Constipation is a frequent disorder in children, with a prevalence of up to 29% in healthy kids, and 60% in children with cerebral palsy and severe cognitive impairment [1]. Regarding pediatric patients, 95% of cases are represented by functional constipation, a clinical sign consequent to a behavioral dysfunction rather than the presence of an organic systemic or gastroenterological condition.
Constipation is defined by the Rome IV criteria as a difficult, infrequent, and painful passage of stools in the bowel tract that can have a negative impact on children’s quality of life [2,3]. Children may have a retentive/withholding behavior triggered by fear of evacuation due to anal fissuration, hard stools, or pain perceived in the anorectal area during toileting, or secondary to the presence of negative or unfamiliar stimuli in bathrooms at schools or outside familiar environments.
Therefore, the therapeutic pathway for treating constipation is represented by disimpaction, behavioral education, and maintenance therapy. Constipation is associated with a compromised quality of life, detected by the administration of validated questionnaires due to several mechanisms, such as the stigmatizing consequences of fecal incontinence, a typical and frequent sign of constipation secondary to soft fecal overflow around the impacted stool, and the chronicity of the condition [4].

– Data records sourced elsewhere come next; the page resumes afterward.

// ============================================================
// Layer 2 — Training Session
// ============================================================
// The one place training and inference synchronise:
//
//   gate        — AtomicBool, at most one run at a time
//   status      — whole-snapshot replace, read at any time
//   inferencer  — the active (model, vocabulary) pair, swapped
//                 as one unit after a successful run; readers
//                 hold their own Arc, never the lock
//
// A session is an owned value. Clones share the same state, so a
// training thread and the request side see one another; two
// separately constructed sessions never interact.

use std::sync::atomic::{AtomicBool, Ordering};
use std::sync::Arc;

use parking_lot::{Mutex, RwLock};

use crate::domain::errors::{CoreError, CoreResult};
use crate::domain::model_record::{FileId, ModelId, SessionPhase, TrainingStatus};
use crate::ml::inferencer::Inferencer;

#[derive(Clone, Default)]
pub struct TrainingSession {
    inner: Arc<SessionState>,
}

#[derive(Default)]
struct SessionState {
    active:     AtomicBool,
    status:     RwLock<TrainingStatus>,
    inferencer: Mutex<Option<Arc<Inferencer>>>,
}

impl TrainingSession {
    pub fn new() -> Self {
        Self::default()
    }

    /// Claim the training slot, or fail immediately if it is taken.
    pub fn try_begin(&self) -> CoreResult<TrainingGuard> {
        if self
            .inner
            .active
            .compare_exchange(false, true, Ordering::AcqRel, Ordering::Acquire)
            .is_err()
        {
            let model_id = self.inner.status.read().model_id;
            return Err(CoreError::TrainingAlreadyActive { model_id });
        }
        Ok(TrainingGuard { session: self.clone() })
    }

    pub fn is_training(&self) -> bool {
        self.inner.active.load(Ordering::Acquire)
    }

    /// Latest progress snapshot.
    pub fn status(&self) -> TrainingStatus {
        self.inner.status.read().clone()
    }

    /// True if `file_id` feeds the run currently in progress.
    pub fn is_file_in_use(&self, file_id: FileId) -> bool {
        let status = self.inner.status.read();
        status.active && status.file_ids.contains(&file_id)
    }

    /// Replace the active model and vocabulary in one step.
    pub fn promote(&self, inferencer: Inferencer) {
        let model_id = inferencer.model_id;
        *self.inner.inferencer.lock() = Some(Arc::new(inferencer));
        tracing::info!("Model {} is now serving generation requests", model_id);
    }

    pub fn has_model(&self) -> bool {
        self.inner.inferencer.lock().is_some()
    }

    pub fn active_model_id(&self) -> Option<ModelId> {
        self.inner.inferencer.lock().as_ref().map(|i| i.model_id)
    }

    /// Run `f` against the active model, or return `ModelNotReady`.
    /// The slot lock is released before `f` runs, so a promotion during
    /// a long generation swaps the slot without waiting for it.
    pub fn with_inferencer<T>(
        &self,
        f: impl FnOnce(&Inferencer) -> CoreResult<T>,
    ) -> CoreResult<T> {
        let current = self.inner.inferencer.lock().clone();
        match current {
            Some(inferencer) => f(&inferencer),
            None             => Err(CoreError::ModelNotReady),
        }
    }

    fn publish(&self, update: impl FnOnce(&TrainingStatus) -> TrainingStatus) {
        let mut status = self.inner.status.write();
        *status = update(&*status);
    }
}

// ─── TrainingGuard ────────────────────────────────────────────────────────────
/// Proof of holding the training slot. Dropping it releases the slot
/// and clears the run's file ids, on every exit path.
pub struct TrainingGuard {
    session: TrainingSession,
}

impl TrainingGuard {
    /// Announce a new run in the status snapshot.
    pub fn begin_run(&self, model_id: ModelId, total_epochs: usize, file_ids: Vec<FileId>) {
        self.session.publish(|_| TrainingStatus {
            active: true,
            model_id,
            status: SessionPhase::Training,
            current_epoch: 0,
            total_epochs,
            loss: 0.0,
            file_ids,
            error: None,
        });
    }

    pub fn report_epoch(&self, epoch: usize, loss: f64) {
        self.session.publish(|s| TrainingStatus {
            current_epoch: epoch,
            loss,
            ..s.clone()
        });
    }

    /// Record the final phase; `error` is shown to pollers for failed runs.
    pub fn finish(&self, phase: SessionPhase, error: Option<String>) {
        self.session.publish(|s| TrainingStatus {
            status: phase,
            error,
            ..s.clone()
        });
    }

    pub fn session(&self) -> &TrainingSession {
        &self.session
    }
}

impl Drop for TrainingGuard {
    fn drop(&mut self) {
        self.session.publish(|s| {
            let status = if s.status == SessionPhase::Training {
                SessionPhase::Failed
            } else {
                s.status
            };
            TrainingStatus {
                active: false,
                status,
                file_ids: Vec::new(),
                ..s.clone()
            }
        });
        self.session.inner.active.store(false, Ordering::Release);
    }
}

The role of caregivers is well known, as evidence shows that changes in parental attitude toward their children’s problem of constipation can have a marked positive impact on the symptoms and treatment outcomes [5]. Fecal incontinence, the involuntary leak of a small quantity of stools also known as “soiling”, defined as retentive in the context of constipation, is indeed an underestimated and misinterpreted sign [6]. In fact, caregivers may think that their children are uncooperative or even have chronic diarrhea; the consequence is diagnostic retardation, which negatively impacts on the management [7].
Regarding children with disability, constipation constitutes the main cause of pain in 10% of children with cerebral palsy [8], who are more likely to have treatment-resistant constipation [9]. The condition could be secondary to immobilization, spasticity, and the use of drugs that reduce intestinal motility, such as myorelaxants, anticholinergics used for sialorrhea, or opioids for pain [10].
Fecal impaction can be defined as a large amount of stool that can be diagnosed clinically, and involves 30 to 75% of children with chronic constipation [11]. Fecal impaction is a common cause of seeking emergency medical advice. Even if abdominal pain does not belong to the diagnostic criteria for FC, it is the most frequent complaint [12], to the extent that studies show that nearly a quarter of children who access care at PEDs for abdominal pain have functional constipation [13]. The clinical presentation can mimic common surgical conditions like appendicitis, or more rarely inflammatory bowel disorders, and FC represents a differential diagnosis of surgical or other organic conditions that can lead to severe morbidity. For this reason, at any age, it is mandatory to consider red flags and alarm signs suggestive of an organic condition. Medical history and a physical exam should include and evaluate the lumbosacral, perianal, and abdominal regions, and a high index of suspect for signs of spinal dysraphism, abdominal masses, malignant infiltration of the vertebrae or the spinal cord, infections such as spondylodiscitis, or the onset of a Guillain Barré syndrome should be considered [14,15,16,17,18]. As a rule, digital rectal examination should be avoided because it could be distressing for the child, except for the diagnosis of Hirschsprung’s disease where explosive stools, abdominal distension, and a history of recurrent enterocolitis are highly suggestive of the condition [19]. Moreover, refractory constipation should be considered a red flag for organic conditions.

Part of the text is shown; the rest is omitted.